On the other hand, the copper cyanide plating solution is unlikely to cause dissolution or substitution reaction of zinc, and can form a copper film with good adhesion. In addition, since the copper cyanide plating solution has good plating coverage, conventionally, a copper cyanide plating solution has been widely used in strike copper plating particularly for zinc die-cast products and the like.
However, copper cyanide plating solution, high as is well known toxicity, because of the significant adverse effects on the human body and the environment, cyanide ion (CN ^-) new strike copper plating solution containing no (cyanide strike copper plating Development) is desired.

As a no cyan strike copper plating solution, the above-mentioned copper pyrophosphate plating solution (patent documents 1 and 2) for the purpose of general base protection, and an EDTA plating solution as a strike copper plating solution for rare earth magnets (patent document 3) Although these strike copper plating solutions do not sufficiently suppress the substitution of copper with zinc, copper plating films having excellent adhesion have not been obtained.
In addition, as a strike copper plating solution for zinc die casting, it is considered that oxycarboxylic acid is unstable and EDTA does not adhere (Patent Document 4).

  On the other hand, in Patent Document 5, a copper (II) ion source, a first complexing agent comprising a hydantoin and / or a hydantoin derivative, and a second complexing agent comprising a polyvalent carboxylic acid as a no-cyan strike copper plating solution, And an electrolyte composition comprising a metal acid salt such as molybdenum, and a method of depositing a copper-containing layer on a substrate surface using the electrolyte composition.

However, for example, when strike copper plating on a zinc die-cast product is performed using a plating solution composed of the electrolyte composition disclosed in Patent Document 5, the adhesion of the copper plating film is the conventional copper cyanide plating solution. It is not always sufficient compared to the case of
From such a thing, development of the no cyan strike copper plating solution which can form a base copper plating layer with improved adhesion to a plated object made of a simple metal material such as iron or zinc is developed. It is desired.
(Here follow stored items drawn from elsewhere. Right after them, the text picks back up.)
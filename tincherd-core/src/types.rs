//! Domain types for the peer registry.
//!
//! The registry is insertion-ordered and the order is semantically
//! meaningful: it determines the order of `ConnectTo=` lines in the
//! generated daemon config.

use std::fmt;

use serde::{Deserialize, Serialize};

use crate::error::ParseError;

// ---------------------------------------------------------------------------
// Newtypes
// ---------------------------------------------------------------------------

/// A strongly-typed peer name. Names are unique within a registry; the
/// exclusion set matches them case-insensitively, everything else is exact.
#[derive(Debug, Clone, PartialEq, Eq, Hash, Serialize, Deserialize)]
pub struct PeerName(pub String);

impl fmt::Display for PeerName {
    fn fmt(&self, f: &mut fmt::Formatter<'_>) -> fmt::Result {
        self.0.fmt(f)
    }
}

impl From<String> for PeerName {
    fn from(s: String) -> Self {
        Self(s)
    }
}

impl From<&str> for PeerName {
    fn from(s: &str) -> Self {
        Self(s.to_owned())
    }
}

// ---------------------------------------------------------------------------
// Peer descriptor
// ---------------------------------------------------------------------------

/// One node as described by the central registry.
///
/// String fields that the registry may leave empty stay `String` (empty
/// means "not set"), matching the generator default rules. The `key` blob
/// is opaque and copied verbatim into the host descriptor.
#[derive(Debug, Clone, PartialEq, Eq, Serialize, Deserialize, Default)]
pub struct PeerDescriptor {
    pub name: PeerName,
    #[serde(default)]
    pub gatewayhost: String,
    #[serde(default)]
    pub port: String,
    #[serde(default)]
    pub cipher: String,
    #[serde(default)]
    pub compression: String,
    #[serde(default)]
    pub digest: String,
    #[serde(default)]
    pub indirectdata: bool,
    #[serde(default)]
    pub use_tcp_only: bool,
    #[serde(default)]
    pub primary: bool,
    #[serde(default)]
    pub hidden: bool,
    #[serde(default)]
    pub silent: bool,
    /// IPv4 subnets. Entries may carry a `#weight` suffix which is kept
    /// verbatim in host descriptors and stripped for route commands.
    #[serde(default)]
    pub subnets: Vec<String>,
    /// IPv6 subnets, same `#weight` rules as [`Self::subnets`].
    #[serde(default)]
    pub subnets6: Vec<String>,
    /// Raw public key blob, whole lines, no interpretation.
    #[serde(default)]
    pub key: String,
}

impl Default for PeerName {
    fn default() -> Self {
        Self(String::new())
    }
}

// ---------------------------------------------------------------------------
// Registry
// ---------------------------------------------------------------------------

/// Ordered collection of peers, immutable per run.
#[derive(Debug, Clone, PartialEq, Eq, Default, Serialize, Deserialize)]
pub struct PeerRegistry {
    peers: Vec<PeerDescriptor>,
}

impl PeerRegistry {
    pub fn new() -> Self {
        Self::default()
    }

    /// Append a peer, enforcing the name-uniqueness invariant.
    pub fn push(&mut self, peer: PeerDescriptor) -> Result<(), ParseError> {
        if self.find(&peer.name.0).is_some() {
            return Err(ParseError::DuplicatePeer {
                name: peer.name.0.clone(),
            });
        }
        self.peers.push(peer);
        Ok(())
    }

    /// Exact-name lookup.
    pub fn find(&self, name: &str) -> Option<&PeerDescriptor> {
        self.peers.iter().find(|p| p.name.0 == name)
    }

    /// Iterate peers in insertion order.
    pub fn iter(&self) -> impl Iterator<Item = &PeerDescriptor> {
        self.peers.iter()
    }

    pub fn len(&self) -> usize {
        self.peers.len()
    }

    pub fn is_empty(&self) -> bool {
        self.peers.is_empty()
    }
}

impl<'a> IntoIterator for &'a PeerRegistry {
    type Item = &'a PeerDescriptor;
    type IntoIter = std::slice::Iter<'a, PeerDescriptor>;

    fn into_iter(self) -> Self::IntoIter {
        self.peers.iter()
    }
}

// ---------------------------------------------------------------------------
// Exclusion set
// ---------------------------------------------------------------------------

/// Peer names excluded from all topology decisions.
///
/// Matching is case-insensitive. Configuration order is preserved because
/// the dynamic subnet scripts emit one guard line per excluded name in that
/// order.
#[derive(Debug, Clone, PartialEq, Eq, Default, Serialize, Deserialize)]
#[serde(transparent)]
pub struct ExclusionSet {
    names: Vec<String>,
}

impl ExclusionSet {
    pub fn new(names: Vec<String>) -> Self {
        Self { names }
    }

    pub fn contains(&self, name: &str) -> bool {
        self.names.iter().any(|n| n.eq_ignore_ascii_case(name))
    }

    pub fn is_empty(&self) -> bool {
        self.names.is_empty()
    }

    /// Excluded names in configuration order.
    pub fn iter(&self) -> impl Iterator<Item = &str> {
        self.names.iter().map(String::as_str)
    }
}

// ---------------------------------------------------------------------------
// Tests
// ---------------------------------------------------------------------------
Unexamined-Japanese-Patent No. 9-291391 Unexamined-Japanese-Patent No. 1-286407 JP 2002-332592 A Japanese Patent Publication No. 2010-168626 JP, 2011-528406, A

The present invention stably forms a strike copper film having good adhesion to an object to be plated, such as iron or zinc, as in the case of using a copper cyanide plating solution, based on the above situation. It is an object of the present invention to provide a highly safe strike copper plating solution which is not toxic and has very little adverse effect on the human body and the environment, and a strike copper plating method using this plating solution .
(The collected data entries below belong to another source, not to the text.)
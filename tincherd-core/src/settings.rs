//! Local node settings.
//!
//! The bootstrap settings file is YAML. Optional fields default to the
//! historical paths; `peerid` and `networkname` are the only hard
//! requirements and are checked by [`LocalSettings::validate`], never by
//! serde (so a half-written file still produces a readable error).

use std::path::{Path, PathBuf};

use serde::{Deserialize, Serialize};

use crate::error::ConfigError;
use crate::types::ExclusionSet;

/// Placeholder substituted with the subnet value in route command
/// templates. Templates are plain strings; they are never evaluated.
pub const SUBNET_PLACEHOLDER: &str = "{subnet}";

/// This node's identity and policy, loaded once and immutable for the run.
#[derive(Debug, Clone, PartialEq, Eq, Serialize, Deserialize)]
pub struct LocalSettings {
    /// Our own peer name; must match an entry in the fetched registry.
    #[serde(default)]
    pub peerid: String,
    /// Mesh network name, passed to the daemon as `-n <networkname>`.
    #[serde(default)]
    pub networkname: String,

    /// Local VPN addresses; empty means the family is not configured.
    #[serde(default)]
    pub vpn_ip: String,
    #[serde(default)]
    pub vpn_ip6: String,

    #[serde(default = "default_tincd_bin")]
    pub tincd_bin: PathBuf,
    /// Control utility for tinc >= 1.1; optional.
    #[serde(default)]
    pub tincctl_bin: Option<PathBuf>,
    #[serde(default = "default_base_path")]
    pub base_path: PathBuf,
    #[serde(default = "default_pidfile")]
    pub pidfile: PathBuf,
    #[serde(default = "default_master_url")]
    pub master_url: String,

    /// Optional `Interface=` / `Device=` lines for the daemon config.
    #[serde(default)]
    pub tincd_interface: String,
    #[serde(default)]
    pub tincd_device: String,
    #[serde(default)]
    pub tincd_graphdumpfile: String,

    /// Interface bring-up commands, emitted verbatim into tinc-up.
    #[serde(default)]
    pub ifconfig: String,
    #[serde(default)]
    pub ifconfig6: String,

    /// Route command templates with one `{subnet}` placeholder.
    #[serde(default)]
    pub routeadd: String,
    #[serde(default)]
    pub routedel: String,
    #[serde(default)]
    pub routeadd6: String,
    #[serde(default)]
    pub routedel6: String,

    /// Free-text snippet appended to tinc-up after the routes.
    #[serde(default)]
    pub postup: String,

    /// Peer names excluded from all topology decisions.
    #[serde(default)]
    pub exclude: ExclusionSet,

    #[serde(default)]
    pub use_dynamic_routes: bool,
    #[serde(default)]
    pub connect_only_to_primary_nodes: bool,
    #[serde(default)]
    pub run_ifdown: bool,

    /// Seconds to wait before restarting an unexpectedly dead daemon.
    #[serde(default = "default_restart_delay")]
    pub restart_delay: u64,
    /// Graceful-shutdown window in seconds before SIGKILL escalation.
    #[serde(default = "default_stop_grace")]
    pub stop_grace: u64,

    /// Daemon version override. When absent the daemon is probed with
    /// `--version`; when that fails too, version-gated features are off.
    #[serde(default)]
    pub tincd_version: Option<String>,
}

fn default_tincd_bin() -> PathBuf {
    PathBuf::from("/usr/sbin/tincd")
}

fn default_base_path() -> PathBuf {
    PathBuf::from("/etc/tinc")
}

fn default_pidfile() -> PathBuf {
    PathBuf::from("/var/run/tinc.pid")
}

fn default_master_url() -> String {
    "https://www.vpn.hamburg.ccc.de/tinc-chaosvpn.txt".to_string()
}

fn default_restart_delay() -> u64 {
    15
}

fn default_stop_grace() -> u64 {
    5
}

impl Default for LocalSettings {
    fn default() -> Self {
        // serde_yaml on an empty mapping would fail; route through the
        // field defaults directly instead.
        Self {
            peerid: String::new(),
            networkname: String::new(),
            vpn_ip: String::new(),
            vpn_ip6: String::new(),
            tincd_bin: default_tincd_bin(),
            tincctl_bin: None,
            base_path: default_base_path(),
            pidfile: default_pidfile(),
            master_url: default_master_url(),
            tincd_interface: String::new(),
            tincd_device: String::new(),
            tincd_graphdumpfile: String::new(),
            ifconfig: String::new(),
            ifconfig6: String::new(),
            routeadd: String::new(),
            routedel: String::new(),
            routeadd6: String::new(),
            routedel6: String::new(),
            postup: String::new(),
            exclude: ExclusionSet::default(),
            use_dynamic_routes: false,
            connect_only_to_primary_nodes: false,
            run_ifdown: false,
            restart_delay: default_restart_delay(),
            stop_grace: default_stop_grace(),
            tincd_version: None,
        }
    }
}

impl LocalSettings {
    /// Load settings from a YAML file.
    pub fn load(path: &Path) -> Result<Self, ConfigError> {
        let contents = std::fs::read_to_string(path).map_err(|e| ConfigError::Io {
            path: path.to_path_buf(),
            source: e,
        })?;
        let settings: Self =
            serde_yaml::from_str(&contents).map_err(|e| ConfigError::Yaml {
                path: path.to_path_buf(),
                source: e,
            })?;
        settings.validate()?;
        Ok(settings)
    }

    /// Check the hard requirements. Everything else has a usable default.
    pub fn validate(&self) -> Result<(), ConfigError> {
        if self.peerid.is_empty() {
            return Err(ConfigError::MissingField("peerid"));
        }
        if self.networkname.is_empty() {
            return Err(ConfigError::MissingField("networkname"));
        }
        Ok(())
    }

    /// Registry URL with our peer id attached, as the master expects it.
    pub fn registry_url(&self) -> String {
        format!("{}?id={}", self.master_url, self.peerid)
    }

    /// Per-network artifact directory, `<base_path>/<networkname>`. Every
    /// generated file lives under this, including the shutdown hook.
    pub fn network_base(&self) -> PathBuf {
        self.base_path.join(&self.networkname)
    }
}

/// Substitute the subnet value into a route command template.
///
/// Plain string replacement of `{subnet}`; templates are never evaluated
/// as code. A template without the placeholder comes back unchanged.
pub fn apply_route_template(template: &str, subnet: &str) -> String {
    template.replace(SUBNET_PLACEHOLDER, subnet)
}

#[cfg(test)]
mod tests {
    use super::*;
    use std::io::Write;
    use tempfile::NamedTempFile;

    fn write_settings(yaml: &str) -> NamedTempFile {
        let mut f = NamedTempFile::new().expect("tempfile");
        f.write_all(yaml.as_bytes()).expect("write");
        f
    }

    #[test]
    fn minimal_settings_load_with_defaults() {
        let f = write_settings("peerid: bob\nnetworkname: chaos\n");
        let s = LocalSettings::load(f.path()).expect("load");
        assert_eq!(s.peerid, "bob");
        assert_eq!(s.networkname, "chaos");
        assert_eq!(s.tincd_bin, PathBuf::from("/usr/sbin/tincd"));
        assert_eq!(s.base_path, PathBuf::from("/etc/tinc"));
        assert_eq!(s.restart_delay, 15);
        assert_eq!(s.stop_grace, 5);
        assert!(!s.use_dynamic_routes);
        assert!(s.tincd_version.is_none());
    }

    #[test]
    fn missing_peerid_is_a_config_error() {
        let f = write_settings("networkname: chaos\n");
        let err = LocalSettings::load(f.path()).unwrap_err();
        assert!(matches!(err, ConfigError::MissingField("peerid")));
    }

    #[test]
    fn missing_networkname_is_a_config_error() {
        let f = write_settings("peerid: bob\n");
        let err = LocalSettings::load(f.path()).unwrap_err();
        assert!(matches!(err, ConfigError::MissingField("networkname")));
    }

    #[test]
    fn malformed_yaml_reports_path() {
        let f = write_settings("peerid: [unclosed\n");
        let err = LocalSettings::load(f.path()).unwrap_err();
        match err {
            ConfigError::Yaml { path, .. } => assert_eq!(path, f.path()),
            other => panic!("expected Yaml error, got {other:?}"),
        }
    }

    #[test]
    fn exclude_list_parses_into_exclusion_set() {
        let f = write_settings("peerid: bob\nnetworkname: chaos\nexclude: [Eve, mallory]\n");
        let s = LocalSettings::load(f.path()).expect("load");
        assert!(s.exclude.contains("eve"));
        assert!(s.exclude.contains("MALLORY"));
        assert!(!s.exclude.contains("bob"));
    }

    #[test]
    fn registry_url_appends_peer_id() {
        let s = LocalSettings {
            peerid: "bob".to_string(),
            master_url: "https://example.net/mesh.txt".to_string(),
            ..Default::default()
        };
        assert_eq!(s.registry_url(), "https://example.net/mesh.txt?id=bob");
    }

    #[test]
    fn network_base_nests_under_the_base_path() {
        let s = LocalSettings {
            networkname: "chaos".to_string(),
            ..Default::default()
        };
        assert_eq!(s.network_base(), PathBuf::from("/etc/tinc/chaos"));
    }

    #[test]
    fn route_template_substitution() {
        assert_eq!(
            apply_route_template("/sbin/ip route add {subnet} dev vpn", "10.0.1.0/24"),
            "/sbin/ip route add 10.0.1.0/24 dev vpn"
        );
        assert_eq!(apply_route_template("no placeholder", "10.0.1.0/24"), "no placeholder");
    }
}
The inventors of the present invention obtained the following findings as a result of studying to achieve the above object.
(A) As described above, zinc die-cast products are considered as difficult-to-plate materials because zinc is easily dissolved and displaced.
(B) On the other hand, in barrel plating, since the plated material moves in one set, a portion (high current density portion) where plating is easy to occur in the surface layer and a portion (low current density portion) where plating is hard to occur in the center occurs. In the case where the plating solution is not well covered, copper plating occurs in the high current area, but plating does not occur in the low current area, and substitution reaction occurs in areas where plating does not occur, resulting in poor adhesion.
(C) From (a) and (b) above, when plating zinc die-cast products in barrel plating, it is difficult to dissolve and replace, and a film with good adhesion is formed except for copper cyanide plating solution with good circumference. It is considered difficult to do.
(D) In particular, in the case of a die-cast product, it is extremely difficult to uniformly plate all plated surfaces.
(E) As in the case of the cyanide bath, make monovalent copper present in the plating solution and quickly deposit uniform copper on the zinc die-cast surface to suppress the substitution, and perform plating on it with divalent copper. As a result of designing a plating solution that can be used, it has been found that a film with good adhesion can be obtained.
(F) Furthermore, as the anode, a soluble oxygen-free copper anode is used alone, or a soluble oxygen-free copper anode and an insoluble anode are used in combination, but in the case of the plating solution designed in (e), It has also been found that, when used in combination, maintenance of the copper concentration in the plating solution is easy, and an excellent effect can be obtained in practical use.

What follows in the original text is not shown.